### WHAT TO WORK ON
For the entries below, count the lines that contain the word "real" and reply with that number only.

(Collected data entries)
● ● ● ● ●
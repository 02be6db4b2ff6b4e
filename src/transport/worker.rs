//! In-process transports modeled on the browser's dedicated- and shared-worker messaging model:
//! an `mpsc` channel pair standing in for `postMessage`, with the shared-worker variant wrapping
//! each message in a `{clientId, message}` envelope so one hub can address many clients.

use std::fmt::Debug;
use std::sync::atomic::{AtomicU64, Ordering};
use std::sync::Arc;

use async_trait::async_trait;
use dashmap::DashMap;
use futures::channel::mpsc;
use futures::{SinkExt, StreamExt};
use serde::{Deserialize, Serialize};
use serde_json::Value;

use super::{CloseListener, Disposable, ErrorListener, Listeners, MessageListener, Transport, TransportError, TransportState};
use crate::jsonrpc::Message;

/// A worker-local client identifier, allocated by the hub when a client connects.
#[derive(Clone, Debug, Eq, Hash, PartialEq, Serialize, Deserialize)]
pub struct ClientId(u64);

/// The envelope a shared worker wraps every message in, so the hub can tell which client a message
/// came from (or is addressed to).
///
/// Messages that arrive without this wrapper are broadcast to every connected client, the fallback
/// a real `SharedWorker` port falls back to when a message isn't addressed to one connection.
#[derive(Clone, Debug, Serialize, Deserialize)]
struct Envelope {
    client_id: Option<ClientId>,
    message: Value,
}

/// One half of an in-process `mpsc` channel pair standing in for a dedicated worker's message port.
pub struct DedicatedWorkerTransport {
    listeners: Arc<Listeners>,
    outbound: futures::lock::Mutex<mpsc::Sender<Message>>,
    closed: std::sync::atomic::AtomicBool,
}

impl DedicatedWorkerTransport {
    /// Creates a connected pair of transports, as if two dedicated workers were talking to each
    /// other over `postMessage`.
    pub fn pair() -> (Arc<Self>, Arc<Self>) {
        let (a_tx, a_rx) = mpsc::channel(32);
        let (b_tx, b_rx) = mpsc::channel(32);

        let a = Arc::new(DedicatedWorkerTransport {
            listeners: Listeners::new(),
            outbound: futures::lock::Mutex::new(b_tx),
            closed: std::sync::atomic::AtomicBool::new(false),
        });
        let b = Arc::new(DedicatedWorkerTransport {
            listeners: Listeners::new(),
            outbound: futures::lock::Mutex::new(a_tx),
            closed: std::sync::atomic::AtomicBool::new(false),
        });

        spawn_forwarder(a_rx, a.listeners.clone());
        spawn_forwarder(b_rx, b.listeners.clone());

        (a, b)
    }
}

fn spawn_forwarder(mut rx: mpsc::Receiver<Message>, listeners: Arc<Listeners>) {
    tokio::spawn(async move {
        while let Some(message) = rx.next().await {
            listeners.notify_message(&message);
        }
        listeners.notify_close();
    });
}

#[async_trait]
impl Transport for DedicatedWorkerTransport {
    async fn send(&self, message: Message) -> Result<(), TransportError> {
        self.outbound
            .lock()
            .await
            .send(message)
            .await
            .map_err(|_| TransportError::new("worker transport is closed"))
    }

    fn on_message(&self, listener: MessageListener) -> Disposable {
        self.listeners.add_message(listener)
    }

    fn on_error(&self, listener: ErrorListener) -> Disposable {
        self.listeners.add_error(listener)
    }

    fn on_close(&self, listener: CloseListener) -> Disposable {
        self.listeners.add_close(listener)
    }

    async fn close(&self) {
        self.closed.store(true, Ordering::SeqCst);
        self.outbound.lock().await.close_channel();
    }

    fn state(&self) -> TransportState {
        if self.closed.load(Ordering::SeqCst) {
            TransportState::Closed
        } else {
            TransportState::Connected
        }
    }
}

/// Per-client bookkeeping the hub keeps so a routed message only ever reaches the listeners of
/// the client it's addressed to.
struct ClientChannel {
    sender: mpsc::Sender<Message>,
    listeners: Arc<Listeners>,
}

/// A hub multiplexing several clients onto one logical transport, addressing each by a
/// hub-assigned [`ClientId`] wrapped in an [`Envelope`].
///
/// Each client gets its own [`Listeners`], keyed by [`ClientId`], so that a message routed to one
/// client's port never fires another client's observers.
pub struct SharedWorkerHub {
    next_client_id: AtomicU64,
    clients: DashMap<ClientId, ClientChannel>,
}

impl SharedWorkerHub {
    /// Creates an empty hub.
    pub fn new() -> Arc<Self> {
        Arc::new(SharedWorkerHub {
            next_client_id: AtomicU64::new(1),
            clients: DashMap::new(),
        })
    }

    /// Connects a new client to the hub, returning its transport handle.
    pub fn connect(self: &Arc<Self>) -> Arc<SharedWorkerTransport> {
        let id = ClientId(self.next_client_id.fetch_add(1, Ordering::Relaxed));
        let (tx, rx) = mpsc::channel(32);
        let listeners = Listeners::new();
        self.clients.insert(
            id.clone(),
            ClientChannel {
                sender: tx,
                listeners: listeners.clone(),
            },
        );

        let hub = self.clone();
        let client_id = id.clone();
        let forwarder_listeners = listeners.clone();
        tokio::spawn(async move {
            let mut rx = rx;
            while let Some(message) = rx.next().await {
                forwarder_listeners.notify_message(&message);
            }
            forwarder_listeners.notify_close();
            hub.clients.remove(&client_id);
        });

        Arc::new(SharedWorkerTransport {
            hub: self.clone(),
            id,
            listeners,
        })
    }

    /// Delivers an inbound envelope to the client it is addressed to.
    ///
    /// A bare (unwrapped) message, one with no `clientId`, is broadcast to every connected client,
    /// mirroring a real `SharedWorker`'s `onconnect` fan-out when a message isn't addressed to a
    /// specific port. An addressed envelope is delivered only to that client, notifying only that
    /// client's own listeners.
    async fn route(&self, envelope: Envelope) -> Result<(), TransportError> {
        let message: Message = serde_json::from_value(envelope.message)
            .map_err(|e| TransportError::wrap("failed to decode routed message", e))?;

        match envelope.client_id {
            Some(id) => match self.clients.get(&id).map(|e| e.value().sender.clone()) {
                Some(mut sender) => sender
                    .send(message)
                    .await
                    .map_err(|_| TransportError::new("target client disconnected")),
                None => Err(TransportError::new("no client connected with that id")),
            },
            None => {
                if self.clients.is_empty() {
                    return Err(TransportError::new("no clients connected to broadcast to"));
                }
                let senders: Vec<_> = self.clients.iter().map(|e| e.value().sender.clone()).collect();
                for mut sender in senders {
                    let _ = sender.send(message.clone()).await;
                }
                Ok(())
            }
        }
    }
}

/// A single client's handle onto a [`SharedWorkerHub`].
pub struct SharedWorkerTransport {
    hub: Arc<SharedWorkerHub>,
    id: ClientId,
    listeners: Arc<Listeners>,
}

#[async_trait]
impl Transport for SharedWorkerTransport {
    async fn send(&self, message: Message) -> Result<(), TransportError> {
        let envelope = Envelope {
            client_id: Some(self.id.clone()),
            message: serde_json::to_value(&message)
                .map_err(|e| TransportError::wrap("failed to encode message", e))?,
        };
        self.hub.route(envelope).await
    }

    fn on_message(&self, listener: MessageListener) -> Disposable {
        self.listeners.add_message(listener)
    }

    fn on_error(&self, listener: ErrorListener) -> Disposable {
        self.listeners.add_error(listener)
    }

    fn on_close(&self, listener: CloseListener) -> Disposable {
        self.listeners.add_close(listener)
    }

    async fn close(&self) {
        self.hub.clients.remove(&self.id);
    }

    fn state(&self) -> TransportState {
        if self.hub.clients.contains_key(&self.id) {
            TransportState::Connected
        } else {
            TransportState::Closed
        }
    }
}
● ● ● ● ●
### RESPONSE TO THIS TASK
2